Sytuacja tłumaczy i świadczonych przez nich usług nie należy do prostych z punktu widzenia oskładkowania. Działalność tłumaczy interpretowana jest jako świadczenie oparte o umowę zlecenia, zaś samo wykonanie tłumaczenia jako umowa o dzieło. Powszechne więc było kwestionowanie umów o dzieło przez ZUS i obciążanie biur tłumaczeń składką wsteczną. Przełomem w tej sprawie okazał się wyrok Sądu Najwyższego, który postanowił, iż składki ZUS od tłumaczy zależne będą od treści umowy.
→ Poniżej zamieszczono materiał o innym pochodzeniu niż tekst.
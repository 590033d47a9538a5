//! Installed map catalog for mapshelf
//!
//! Finds the `map.yml` descriptor of every map in a maps directory, whether the
//! map is an unpacked folder, a zip, or a standalone descriptor file, and
//! builds an immutable index over what was found. Legacy zips that predate
//! `map.yml` get a descriptor generated from their game XML files.

pub mod archive;
pub mod codec;
mod descriptor;
mod index;
mod legacy;
mod locator;

pub use archive::{ArchiveReader, ZipArchiveReader};
pub use descriptor::{DescriptorBuilder, GameEntry, MapDescriptor};
pub use index::{CatalogEntry, GameLocation, MapIndex};
pub use legacy::{LegacyGenerator, parse_major_version, properties_path, sibling_descriptor_path};
pub use locator::MapLocator;

use std::path::PathBuf;
use thiserror::Error;

/// File name of a map descriptor inside a map folder or zip
pub const DESCRIPTOR_FILE_NAME: &str = "map.yml";

/// Suffix of standalone descriptor files
pub const DESCRIPTOR_SUFFIX: &str = ".yml";

/// Suffix of packaged maps
pub const ARCHIVE_SUFFIX: &str = ".zip";

#[derive(Debug, Error)]
pub enum CatalogError {
    #[error("Malformed map descriptor: {0}")]
    MalformedDescriptor(String),

    #[error("Failed to read archive {path}: {reason}")]
    ArchiveRead { path: PathBuf, reason: String },

    #[error("Failed to write generated descriptor {path}: {source}")]
    GenerationWrite {
        path: PathBuf,
        #[source]
        source: std::io::Error,
    },

    #[error("{0} is a standalone descriptor without map content")]
    DescriptorOnly(PathBuf),

    #[error("Invalid game XML: {0}")]
    Xml(String),

    #[error("IO error: {0}")]
    Io(#[from] std::io::Error),

    #[error("YAML error: {0}")]
    Yaml(#[from] serde_yaml_ng::Error),
}
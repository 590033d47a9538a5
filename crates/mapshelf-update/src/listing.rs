//! Published map listing
//!
//! The listing is a YAML document naming every downloadable map:
//!
//! ```yaml
//! - mapName: World War II Classic
//!   version: 3
//!   url: https://example.org/world_war_ii_classic.zip
//!   mapCategory: BEST
//!   description: The first release.
//! ```
//!
//! Fetching it over the network is up to the embedding application; anything
//! that can produce the entries implements [`ListingSource`].

use std::collections::BTreeMap;
use std::path::PathBuf;

use mapshelf_catalog::MapIndex;
use serde::{Deserialize, Serialize};

use crate::UpdateError;

/// How a published map is rated
#[derive(Debug, Clone, Copy, PartialEq, Eq, Hash, Default, Serialize, Deserialize)]
#[serde(rename_all = "UPPERCASE")]
pub enum MapCategory {
    Best,
    Good,
    Experimental,
    #[default]
    #[serde(other)]
    Unknown,
}

/// One entry of the published listing
#[derive(Debug, Clone, PartialEq, Eq, Hash, Serialize, Deserialize)]
#[serde(rename_all = "camelCase")]
pub struct MapDownload {
    pub map_name: String,

    #[serde(default)]
    pub version: Option<u32>,

    #[serde(default)]
    pub url: String,

    #[serde(default)]
    pub description: Option<String>,

    #[serde(default)]
    pub map_category: MapCategory,
}

impl MapDownload {
    pub fn new(map_name: impl Into<String>, version: u32) -> Self {
        Self {
            map_name: map_name.into(),
            version: Some(version),
            url: String::new(),
            description: None,
            map_category: MapCategory::default(),
        }
    }

    pub fn with_url(mut self, url: impl Into<String>) -> Self {
        self.url = url.into();
        self
    }
}

/// Something that can produce the published listing
pub trait ListingSource {
    fn fetch(&self) -> Result<Vec<MapDownload>, UpdateError>;
}

/// Parse a listing document
pub fn parse_listing(text: &str) -> Result<Vec<MapDownload>, UpdateError> {
    if text.trim().is_empty() {
        return Ok(Vec::new());
    }
    Ok(serde_yaml_ng::from_str(text)?)
}

/// Listing read from a YAML file, e.g. one a downloader saved to disk
#[derive(Debug, Clone)]
pub struct FileListing {
    path: PathBuf,
}

impl FileListing {
    pub fn new(path: impl Into<PathBuf>) -> Self {
        Self { path: path.into() }
    }
}

impl ListingSource for FileListing {
    fn fetch(&self) -> Result<Vec<MapDownload>, UpdateError> {
        let contents = std::fs::read_to_string(&self.path).map_err(|e| {
            UpdateError::ListingFailed(format!("{}: {}", self.path.display(), e))
        })?;
        parse_listing(&contents)
    }
}

/// Listing held in memory
#[derive(Debug, Clone, Default)]
pub struct StaticListing(pub Vec<MapDownload>);

impl ListingSource for StaticListing {
    fn fetch(&self) -> Result<Vec<MapDownload>, UpdateError> {
        Ok(self.0.clone())
    }
}

/// Published version of every map, by published name
///
/// Entries without a version are left out. If a name is listed twice the
/// later entry wins.
pub fn available_versions(downloads: &[MapDownload]) -> BTreeMap<String, u32> {
    downloads
        .iter()
        .filter_map(|download| {
            download
                .version
                .map(|version| (download.map_name.clone(), version))
        })
        .collect()
}

/// The listing split by what is installed
#[derive(Debug, Clone, Default)]
pub struct DownloadList {
    available: Vec<MapDownload>,
    installed: Vec<MapDownload>,
    out_of_date: Vec<MapDownload>,
}

impl DownloadList {
    /// Sort each listed map into not installed, installed, and installed but
    /// older than the listed version (matched by exact map name)
    pub fn new(downloads: impl IntoIterator<Item = MapDownload>, index: &MapIndex) -> Self {
        let mut list = Self::default();

        for download in downloads {
            match index.version_of(&download.map_name) {
                Some(installed_version) => {
                    if download
                        .version
                        .is_some_and(|version| version > installed_version)
                    {
                        list.out_of_date.push(download.clone());
                    }
                    list.installed.push(download);
                }
                None => list.available.push(download),
            }
        }

        list
    }

    /// Listed maps that are not installed
    pub fn available(&self) -> &[MapDownload] {
        &self.available
    }

    pub fn installed(&self) -> &[MapDownload] {
        &self.installed
    }

    /// Installed maps with a newer listed version
    pub fn out_of_date(&self) -> &[MapDownload] {
        &self.out_of_date
    }

    pub fn available_excluding(&self, excluded: &[MapDownload]) -> Vec<MapDownload> {
        exclude(&self.available, excluded)
    }

    pub fn out_of_date_excluding(&self, excluded: &[MapDownload]) -> Vec<MapDownload> {
        exclude(&self.out_of_date, excluded)
    }
}

fn exclude(downloads: &[MapDownload], excluded: &[MapDownload]) -> Vec<MapDownload> {
    downloads
        .iter()
        .filter(|download| !excluded.contains(download))
        .cloned()
        .collect()
}
//! Map update checks for mapshelf
//!
//! Compares the versions of the installed maps against a published listing
//! and decides how often that comparison runs.
//!
//! Local and published map names follow different conventions (`Big Map`,
//! `big_map-master`, `big_map.zip.properties`), so names are matched through
//! [`normalize_name`]. Checks are gated by an [`UpdateScheduler`] that keeps
//! the time of the last check in a [`CheckStateStore`].

mod listing;
mod reconcile;
mod scheduler;

use std::collections::BTreeSet;
use std::path::Path;

use mapshelf_catalog::{ArchiveReader, CatalogError, MapIndex, MapLocator};
use thiserror::Error;

pub use listing::{
    DownloadList, FileListing, ListingSource, MapCategory, MapDownload, StaticListing,
    available_versions, parse_listing,
};
pub use reconcile::{compute_out_of_date, normalize_name};
pub use scheduler::{
    CheckStateStore, MemoryStateStore, THRESHOLD_DAYS, UpdateScheduler, now_millis,
};

#[derive(Debug, Error)]
pub enum UpdateError {
    #[error("Failed to fetch map listing: {0}")]
    ListingFailed(String),

    #[error("Failed to persist update check state: {0}")]
    StateStore(String),

    #[error("Catalog error: {0}")]
    Catalog(#[from] CatalogError),

    #[error("IO error: {0}")]
    Io(#[from] std::io::Error),

    #[error("YAML error: {0}")]
    Yaml(#[from] serde_yaml_ng::Error),
}

/// Result of one map update check
#[derive(Debug, Clone, PartialEq, Eq)]
pub enum UpdateCheckOutcome {
    /// The last check was too recent
    NotDue,
    /// The listing could not be fetched or was empty
    ListingUnavailable,
    UpToDate,
    /// Published names of the maps with a newer version
    OutOfDate(BTreeSet<String>),
}

/// Full update check: scheduler gate, listing fetch, index scan, reconcile
pub struct MapUpdateCheck<S: CheckStateStore, L: ListingSource> {
    scheduler: UpdateScheduler<S>,
    listing: L,
    force: bool,
}

impl<S: CheckStateStore, L: ListingSource> MapUpdateCheck<S, L> {
    pub fn new(scheduler: UpdateScheduler<S>, listing: L) -> Self {
        Self {
            scheduler,
            listing,
            force: false,
        }
    }

    /// Run even if the last check was recent
    ///
    /// The check time is still recorded.
    pub fn force(mut self, force: bool) -> Self {
        self.force = force;
        self
    }

    pub fn scheduler(&self) -> &UpdateScheduler<S> {
        &self.scheduler
    }

    /// Check the maps installed in `maps_dir` against the listing
    pub fn run<A: ArchiveReader>(
        &mut self,
        maps_dir: &Path,
        locator: &MapLocator<A>,
    ) -> UpdateCheckOutcome {
        if self.force {
            if let Err(e) = self.scheduler.mark_checked(now_millis()) {
                tracing::warn!("Failed to record map update check time: {}", e);
            }
        } else if !self.scheduler.is_check_due() {
            tracing::debug!(
                "Map update check not due, threshold is {} days",
                self.scheduler.threshold().as_secs() / 86_400
            );
            return UpdateCheckOutcome::NotDue;
        }

        let downloads = match self.listing.fetch() {
            Ok(downloads) if !downloads.is_empty() => downloads,
            Ok(_) => {
                tracing::warn!("Map listing is empty, skipping update check");
                return UpdateCheckOutcome::ListingUnavailable;
            }
            Err(e) => {
                tracing::warn!("Skipping map update check: {}", e);
                return UpdateCheckOutcome::ListingUnavailable;
            }
        };

        let available = available_versions(&downloads);
        let installed = MapIndex::build(maps_dir, locator).name_to_version();
        let out_of_date = compute_out_of_date(&installed, &available);

        if out_of_date.is_empty() {
            tracing::info!("All {} installed maps are up to date", installed.len());
            UpdateCheckOutcome::UpToDate
        } else {
            tracing::info!("{} maps have updates available", out_of_date.len());
            UpdateCheckOutcome::OutOfDate(out_of_date)
        }
    }
}

#[cfg(test)]
mod tests {
    use super::*;
    use mapshelf_catalog::ZipArchiveReader;
    use std::fs;

    fn maps_dir_with(maps: &[(&str, u32)]) -> tempfile::TempDir {
        let dir = tempfile::tempdir().unwrap();
        for (name, version) in maps {
            let folder = dir.path().join(name.replace(' ', "_"));
            fs::create_dir_all(&folder).unwrap();
            fs::write(
                folder.join("map.yml"),
                format!(
                    "map_name: {}\nversion: {}\ngames:\n  - name: {} Game\n    xml_path: games/g.xml\n",
                    name, version, name
                ),
            )
            .unwrap();
        }
        dir
    }

    fn locator() -> MapLocator<ZipArchiveReader> {
        MapLocator::new(ZipArchiveReader::new())
    }

    struct FailingListing;

    impl ListingSource for FailingListing {
        fn fetch(&self) -> Result<Vec<MapDownload>, UpdateError> {
            Err(UpdateError::ListingFailed("connection refused".to_string()))
        }
    }

    #[test]
    fn test_out_of_date() {
        let maps = maps_dir_with(&[("Big Map", 1), ("Small Map", 4)]);
        let listing = StaticListing(vec![
            MapDownload::new("big_map-master", 2),
            MapDownload::new("Small Map", 4),
        ]);

        let mut check =
            MapUpdateCheck::new(UpdateScheduler::new(MemoryStateStore::default()), listing);

        assert_eq!(
            check.run(maps.path(), &locator()),
            UpdateCheckOutcome::OutOfDate(BTreeSet::from(["big_map-master".to_string()]))
        );
    }

    #[test]
    fn test_second_run_is_not_due() {
        let maps = maps_dir_with(&[("Big Map", 1)]);
        let listing = StaticListing(vec![MapDownload::new("Big Map", 1)]);
        let mut check =
            MapUpdateCheck::new(UpdateScheduler::new(MemoryStateStore::default()), listing);

        assert_eq!(check.run(maps.path(), &locator()), UpdateCheckOutcome::UpToDate);
        assert_eq!(check.run(maps.path(), &locator()), UpdateCheckOutcome::NotDue);
    }

    #[test]
    fn test_force_bypasses_scheduler_and_records_check() {
        let maps = maps_dir_with(&[("Big Map", 1)]);
        let listing = StaticListing(vec![MapDownload::new("Big Map", 1)]);
        let recent = now_millis() - 1_000;
        let mut check =
            MapUpdateCheck::new(UpdateScheduler::new(MemoryStateStore::new(Some(recent))), listing)
                .force(true);

        assert_eq!(check.run(maps.path(), &locator()), UpdateCheckOutcome::UpToDate);
        assert!(check.scheduler().store().last_check().unwrap() >= recent);
    }

    #[test]
    fn test_listing_failure_is_not_fatal() {
        let maps = maps_dir_with(&[("Big Map", 1)]);
        let mut check = MapUpdateCheck::new(
            UpdateScheduler::new(MemoryStateStore::default()),
            FailingListing,
        );

        assert_eq!(
            check.run(maps.path(), &locator()),
            UpdateCheckOutcome::ListingUnavailable
        );
    }

    #[test]
    fn test_empty_listing() {
        let maps = maps_dir_with(&[]);
        let mut check = MapUpdateCheck::new(
            UpdateScheduler::new(MemoryStateStore::default()),
            StaticListing::default(),
        );

        assert_eq!(
            check.run(maps.path(), &locator()),
            UpdateCheckOutcome::ListingUnavailable
        );
    }

    #[test]
    fn test_error_display() {
        let err = UpdateError::ListingFailed("timeout".to_string());
        assert_eq!(err.to_string(), "Failed to fetch map listing: timeout");

        let err: UpdateError = CatalogError::MalformedDescriptor("no games".to_string()).into();
        assert!(err.to_string().contains("no games"));
    }
}
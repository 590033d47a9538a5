//! Persisted client settings
//!
//! A tiny TOML file of values the client remembers between runs. Every setter
//! writes the whole file back immediately.

use serde::{Deserialize, Serialize};
use std::path::{Path, PathBuf};

use crate::ConfigError;

/// On-disk shape of the settings file
#[derive(Debug, Clone, Default, PartialEq, Eq, Serialize, Deserialize)]
pub struct SettingsFile {
    /// Epoch milliseconds of the last map update check
    #[serde(default, skip_serializing_if = "Option::is_none")]
    pub last_map_update_check: Option<i64>,
}

/// Settings bound to the file they were loaded from
#[derive(Debug, Clone)]
pub struct ClientSettings {
    path: PathBuf,
    values: SettingsFile,
}

impl ClientSettings {
    /// Open the settings file, starting empty if it does not exist yet
    pub fn open(path: impl Into<PathBuf>) -> Result<Self, ConfigError> {
        let path = path.into();
        let values = if path.exists() {
            let contents = std::fs::read_to_string(&path)?;
            toml::from_str(&contents)?
        } else {
            SettingsFile::default()
        };

        Ok(Self { path, values })
    }

    pub fn path(&self) -> &Path {
        &self.path
    }

    pub fn values(&self) -> &SettingsFile {
        &self.values
    }

    pub fn last_map_update_check(&self) -> Option<i64> {
        self.values.last_map_update_check
    }

    /// Set the last map update check and flush to disk
    pub fn set_last_map_update_check(&mut self, epoch_millis: i64) -> Result<(), ConfigError> {
        self.values.last_map_update_check = Some(epoch_millis);
        self.flush()
    }

    /// Write the current values to disk
    pub fn flush(&self) -> Result<(), ConfigError> {
        let contents = toml::to_string_pretty(&self.values)?;

        if let Some(parent) = self.path.parent() {
            std::fs::create_dir_all(parent)?;
        }

        std::fs::write(&self.path, contents)?;
        tracing::debug!("Client settings written to {}", self.path.display());
        Ok(())
    }
}
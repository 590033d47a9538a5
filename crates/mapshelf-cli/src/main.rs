//! mapshelf command line
//!
//! Lists the installed maps and games, finds the XML of a game, and checks
//! the installed maps against a published listing.

use anyhow::{Context, Result, bail};
use clap::{Parser, Subcommand};
use std::path::{Path, PathBuf};
use tracing::{debug, info};

use mapshelf_catalog::{MapIndex, MapLocator, ZipArchiveReader};
use mapshelf_config::{ClientSettings, ShelfConfig};
use mapshelf_update::{
    DownloadList, FileListing, ListingSource, MapDownload, MapUpdateCheck, UpdateCheckOutcome,
    UpdateScheduler,
};

#[derive(Parser, Debug)]
#[command(name = "mapshelf", about = "Catalog installed maps and check them for updates", version)]
struct Cli {
    #[command(subcommand)]
    command: Command,

    /// Configuration file to use instead of the default locations
    #[arg(long, global = true)]
    config: Option<PathBuf>,

    /// Maps directory, overrides the configuration
    #[arg(long, global = true)]
    maps_dir: Option<PathBuf>,

    /// Log debug output (RUST_LOG takes precedence)
    #[arg(short, long, global = true)]
    verbose: bool,

    /// Print results as JSON
    #[arg(long, global = true)]
    json: bool,
}

#[derive(Subcommand, Debug)]
enum Command {
    /// List every installed game
    Games,

    /// Show where the XML of a game lives
    Find {
        /// Game name, as listed by `games`
        game: String,
    },

    /// List the installed maps with their versions
    Maps,

    /// Check the installed maps for newer published versions
    Check {
        /// Listing file, overrides the configuration
        #[arg(long)]
        listing: Option<PathBuf>,

        /// Check even if the last check was recent
        #[arg(long)]
        force: bool,
    },

    /// Split a listing into not installed, installed and out of date maps
    Downloads {
        /// Listing file, overrides the configuration
        #[arg(long)]
        listing: Option<PathBuf>,
    },
}

fn main() -> Result<()> {
    let cli = Cli::parse();

    setup_logging(cli.verbose);

    let mut config = match &cli.config {
        Some(path) => ShelfConfig::load(path)
            .with_context(|| format!("Failed to load {}", path.display()))?,
        None => ShelfConfig::load_default().context("Failed to load configuration")?,
    };
    if let Some(dir) = &cli.maps_dir {
        config.maps.dir = dir.clone();
    }
    debug!("Using maps directory {}", config.maps.dir.display());

    let locator = MapLocator::new(ZipArchiveReader::new());

    match &cli.command {
        Command::Games => list_games(&cli, &config, &locator),
        Command::Find { game } => find_game(&cli, &config, &locator, game),
        Command::Maps => list_maps(&cli, &config, &locator),
        Command::Check { listing, force } => {
            check(&cli, &config, &locator, listing.as_deref(), *force)
        }
        Command::Downloads { listing } => {
            downloads(&cli, &config, &locator, listing.as_deref())
        }
    }
}

/// Setup logging with tracing
fn setup_logging(verbose: bool) {
    use tracing_subscriber::{EnvFilter, fmt, layer::SubscriberExt, util::SubscriberInitExt};

    let default_level = if verbose { "debug" } else { "info" };
    let filter =
        EnvFilter::try_from_default_env().unwrap_or_else(|_| EnvFilter::new(default_level));

    tracing_subscriber::registry()
        .with(filter)
        .with(fmt::layer().with_target(false).with_writer(std::io::stderr))
        .init();
}

type Locator = MapLocator<ZipArchiveReader>;

fn list_games(cli: &Cli, config: &ShelfConfig, locator: &Locator) -> Result<()> {
    let games = MapIndex::build(&config.maps.dir, locator).sorted_game_names();

    if cli.json {
        println!("{}", serde_json::to_string_pretty(&games)?);
    } else {
        for game in games {
            println!("{}", game);
        }
    }
    Ok(())
}

fn find_game(cli: &Cli, config: &ShelfConfig, locator: &Locator, game: &str) -> Result<()> {
    let index = MapIndex::build(&config.maps.dir, locator);
    let Some(location) = index.find_game_location(game) else {
        bail!("No installed map contains a game named {:?}", game);
    };

    if cli.json {
        let value = serde_json::json!({
            "game": game,
            "package": location.package,
            "xml_path": location.xml_path,
        });
        println!("{}", serde_json::to_string_pretty(&value)?);
    } else {
        println!("{}", location);
    }
    Ok(())
}

fn list_maps(cli: &Cli, config: &ShelfConfig, locator: &Locator) -> Result<()> {
    let index = MapIndex::build(&config.maps.dir, locator);

    if cli.json {
        let maps: Vec<_> = index
            .entries()
            .iter()
            .map(|entry| {
                serde_json::json!({
                    "location": entry.location,
                    "descriptor": entry.descriptor,
                })
            })
            .collect();
        println!("{}", serde_json::to_string_pretty(&maps)?);
    } else {
        for entry in index.entries() {
            println!(
                "{} (version {}, {} games) {}",
                entry.descriptor.map_name(),
                entry.descriptor.version(),
                entry.descriptor.games().len(),
                entry.location.display()
            );
        }
    }
    Ok(())
}

fn listing_path(config: &ShelfConfig, listing: Option<&Path>) -> Result<PathBuf> {
    listing
        .map(Path::to_path_buf)
        .or_else(|| config.updates.listing.clone())
        .context("No map listing given, pass --listing or set updates.listing")
}

fn check(
    cli: &Cli,
    config: &ShelfConfig,
    locator: &Locator,
    listing: Option<&Path>,
    force: bool,
) -> Result<()> {
    let listing = FileListing::new(listing_path(config, listing)?);
    let settings = ClientSettings::open(&config.updates.settings_file).with_context(|| {
        format!(
            "Failed to open client settings {}",
            config.updates.settings_file.display()
        )
    })?;
    let scheduler = UpdateScheduler::with_threshold_days(settings, config.updates.threshold_days);

    let outcome = MapUpdateCheck::new(scheduler, listing)
        .force(force)
        .run(&config.maps.dir, locator);

    if cli.json {
        let value = match &outcome {
            UpdateCheckOutcome::NotDue => serde_json::json!({ "status": "not_due" }),
            UpdateCheckOutcome::ListingUnavailable => {
                serde_json::json!({ "status": "listing_unavailable" })
            }
            UpdateCheckOutcome::UpToDate => serde_json::json!({ "status": "up_to_date" }),
            UpdateCheckOutcome::OutOfDate(maps) => {
                serde_json::json!({ "status": "out_of_date", "maps": maps })
            }
        };
        println!("{}", serde_json::to_string_pretty(&value)?);
        return Ok(());
    }

    match outcome {
        UpdateCheckOutcome::NotDue => {
            println!("Maps were checked recently, use --force to check again")
        }
        UpdateCheckOutcome::ListingUnavailable => println!("Map listing unavailable"),
        UpdateCheckOutcome::UpToDate => println!("All maps are up to date"),
        UpdateCheckOutcome::OutOfDate(maps) => {
            println!("Updates available:");
            for map in maps {
                println!("  {}", map);
            }
        }
    }
    Ok(())
}

fn downloads(
    cli: &Cli,
    config: &ShelfConfig,
    locator: &Locator,
    listing: Option<&Path>,
) -> Result<()> {
    let path = listing_path(config, listing)?;
    let available = FileListing::new(&path)
        .fetch()
        .with_context(|| format!("Failed to read listing {}", path.display()))?;
    info!("Read {} listed maps from {}", available.len(), path.display());

    let index = MapIndex::build(&config.maps.dir, locator);
    let list = DownloadList::new(available, &index);

    if cli.json {
        let value = serde_json::json!({
            "available": list.available(),
            "installed": list.installed(),
            "out_of_date": list.out_of_date(),
        });
        println!("{}", serde_json::to_string_pretty(&value)?);
        return Ok(());
    }

    print_section("Not installed", list.available());
    print_section("Installed", list.installed());
    print_section("Out of date", list.out_of_date());
    Ok(())
}

fn print_section(title: &str, downloads: &[MapDownload]) {
    println!("{} ({}):", title, downloads.len());
    for download in downloads {
        match download.version {
            Some(version) => println!("  {} (version {})", download.map_name, version),
            None => println!("  {}", download.map_name),
        }
    }
}
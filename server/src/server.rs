use crate::config::Config;
use crate::device::DeviceClient;
use axum::{
    extract::State,
    http::StatusCode,
    response::{IntoResponse, Response},
    routing::get,
    Json, Router,
};
use serde_json::json;
use std::net::SocketAddr;
use std::path::Path;
use tower_http::services::ServeDir;

#[derive(Clone)]
pub struct AppState {
    pub device: DeviceClient,
}

pub async fn run(config: Config) -> anyhow::Result<()> {
    let state = AppState {
        device: DeviceClient::new(&config.device_ip),
    };

    let app = router(state, &config.static_dir);

    let addr = SocketAddr::from(([0, 0, 0, 0], config.port));
    tracing::info!("Server listening on {}", addr);

    let listener = tokio::net::TcpListener::bind(addr).await?;
    axum::serve(listener, app).await?;

    Ok(())
}

/// Build the application router: the device proxy route, with every other
/// path handled by the static file service rooted at `static_dir`.
pub fn router(state: AppState, static_dir: &Path) -> Router {
    Router::new()
        .route("/esp32/depth", get(handle_depth))
        .fallback_service(ServeDir::new(static_dir))
        .with_state(state)
}

/// Proxy a depth reading from the device.
///
/// The device's JSON body is relayed unchanged on success. Any failure
/// (refused connection, timeout, non-2xx status, unparseable body) becomes
/// a 500 with an `{"error": ...}` payload.
#[axum::debug_handler]
async fn handle_depth(State(state): State<AppState>) -> Response {
    match state.device.fetch_depth().await {
        Ok(value) => Json(value).into_response(),
        Err(e) => {
            tracing::warn!("Device request failed: {}", e);
            (
                StatusCode::INTERNAL_SERVER_ERROR,
                Json(json!({ "error": e.to_string() })),
            )
                .into_response()
        }
    }
}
Umowy cywilnoprawne źródłem konfliktu

Jedna z paremii prawniczych głosi, że prawo cywilne tworzone jest dla osób starannych – w tym przypadku jednak owa staranność zadziałała na niekorzyść stron. Problemem bowiem stał się wybór umowy cywilnoprawnej w sytuacji, gdy przedsiębiorstwo decydowało się na outsourcing usług tłumaczenia. Teoretycznie, można było zdecydować się zarówno na umowę o dzieło w przypadku wykonania jednorazowej transkrypcji tekstu, jak również na umowę zlecenie w sytuacji, gdy podmiot oczekuje regularnego świadczenia usług translacyjnych.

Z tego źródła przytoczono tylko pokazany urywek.